When I saw that we could book a room in a “sanctuary” I booked it immediately; it is near a small town called Bagà in the Catalan Pyrenees. Actually Miss Google took us to Bagà itself, where, slavishly following her disembodied instructions (e.g. “EXIT the roundabout” being intoned in perfect BBC English two minutes after we had indeed exited the roundabout) we ended up driving into a small square and towards a group of admirably unflappable old gentlemen on a bench placed exactly where we were being encouraged to drive (“In fifty metres, PLOUGH DOWN the pedestrians”).
With rather less unflappable language being intoned by my co-traveller, I turned the car around, re-programmed Miss Google and she then led us out of town and winding up into the forest. The road became narrower and eventually disappeared altogether but, intrepid as ever, we continued up the dusty track which suddenly opened up into a clearing with an old stone building smiling and beckoning us on up to park in front of it.

The mountains rose up on either side behind it and someone had planted up colourful tubs of flowers. We heard an organ being played as we took our bags from the car and wondered if we had arrived during a religious service, so we tiptoed in to the building and I whispered my name to the smiling lady who bounced out from a side door; there was a moment’s surprise on her face (“has this woman lost her voice?” “Is this another weirdo from a silent cult?”) but she welcomed us cheerfully in Catalan and yet again I wished I was still fluent – I can stutter a few words, and I still understand it but I seldom use it and it has left me.
Her husband showed us to our room, explaining that they had a visitor who wanted to play the chapel organ. When we came down, he invited us to go in and look at the chapel. Well. Whoever was selling gold leaf the year they built/restored this chapel made enough to retire.

Look back at the picture of the outside of the sanctuary – would you suspect that this lay within? No, I didn’t think so, and neither did we.
It had been built in 1747-1748, along with the sanctuary, to celebrate a local person seeing the Mother of God beside a spring that still gurgles out of the hillside in front of the building.

The chapel had been desecrated in the early days of the Spanish Civil War, resulting in the loss of two alterpieces from side niches and much of the gold leaf. It was restored in the 1990s, with all the gold leaf and painting that it had had before.
The roof had been damaged too and the charming couple who now run the Santuari de Paller explained that it had been decided to remove the roof so as to rebuild it, but without considering that in church architecture it is often the roof that holds the whole thing together and when it was removed the walls suddenly threatened to fall in! Everything was clearly propped up quickly (“I think we got away with it, Juan”) and today the chapel sits inside its stone sanctuary, quietly waiting for visiting English tourists to find their way to it.

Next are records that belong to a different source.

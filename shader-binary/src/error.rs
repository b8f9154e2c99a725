use core::fmt::{self, Display, Formatter};

/// The error type returned when a record cannot be overlaid on or read from a
/// byte slice.
#[derive(Clone, Copy, Debug, PartialEq, Eq)]
pub enum LayoutError {
    /// The slice is shorter than the record.
    TooShort {
        /// The record's size in bytes.
        needed: usize,
        /// The length of the slice.
        available: usize,
    },
    /// The slice is not aligned for a zero-copy overlay of the record.
    Misaligned,
}

impl Display for LayoutError {
    fn fmt(&self, f: &mut Formatter) -> fmt::Result {
        match self {
            Self::TooShort { needed, available } => write!(
                f,
                "record needs {needed} bytes but only {available} are available"
            ),
            Self::Misaligned => write!(f, "bytes are not aligned for the record type"),
        }
    }
}

#[cfg(feature = "std")]
impl std::error::Error for LayoutError {}

#[cfg(all(test, feature = "std"))]
mod tests {
    use super::*;

    #[test]
    fn test_display() {
        assert_eq!(
            LayoutError::TooShort {
                needed: 64,
                available: 10
            }
            .to_string(),
            "record needs 64 bytes but only 10 are available",
        );
        assert_eq!(
            LayoutError::Misaligned.to_string(),
            "bytes are not aligned for the record type",
        );
    }
}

Anyway, as a place to stay it was extremely pleasant. Our room was simply furnished, spotlessly clean and….. with superb wifi. How do these tiny Spanish hotels manage it? In France it is a real challenge to find useable wi fi, even in relatively large hotels, but every little place in Spain has terrific wi fi. Sorry, rant over.

Oh and one of my favourite things about the room here – the most amazing light switches!
I can’t really describe them, so here is a picture, but they were such a joy to switch on and off I expect I was sending morse signals to every terrorist cell in the Pyreees.
We had a simple but beautifully cooked supper that night, three courses, water, wine and hot drink for €12.50 each.


I have had cod in much more expensive restaurants that was not cooked as well as the one I had here; and we also had “butifarra”, Catalan sausage that was really meaty, served with the traditional white beans and vegetables. The pictures don’t really do them justice, and looking at the words I’ve just written they don’t even sound very exciting. You will just have to take my word for it that they were simple food done extraordinarily well. The wine was a slightly cooled red table wine – nothing special but equally it didn’t take the back of your throat off and it was actually very nice with this food.
After a comfortable night’s sleep, breakfast was equally good – we even had fried eggs with our coffee and “pa amb tomaquet”, possibly my favourite breakfast food. It’s larges slices of country bread dribbled with olive oil and spread with grated tomato – it’s typical in Catalunya, although you can find it all over Spain.

Finally we had to leave, knowing we had a long journey ahead; it was truly difficult to tear ourselves away from this little piece of serene green tranquillity and the friendliness of the couple running it.

I can’t wait for my next visit here – what a find!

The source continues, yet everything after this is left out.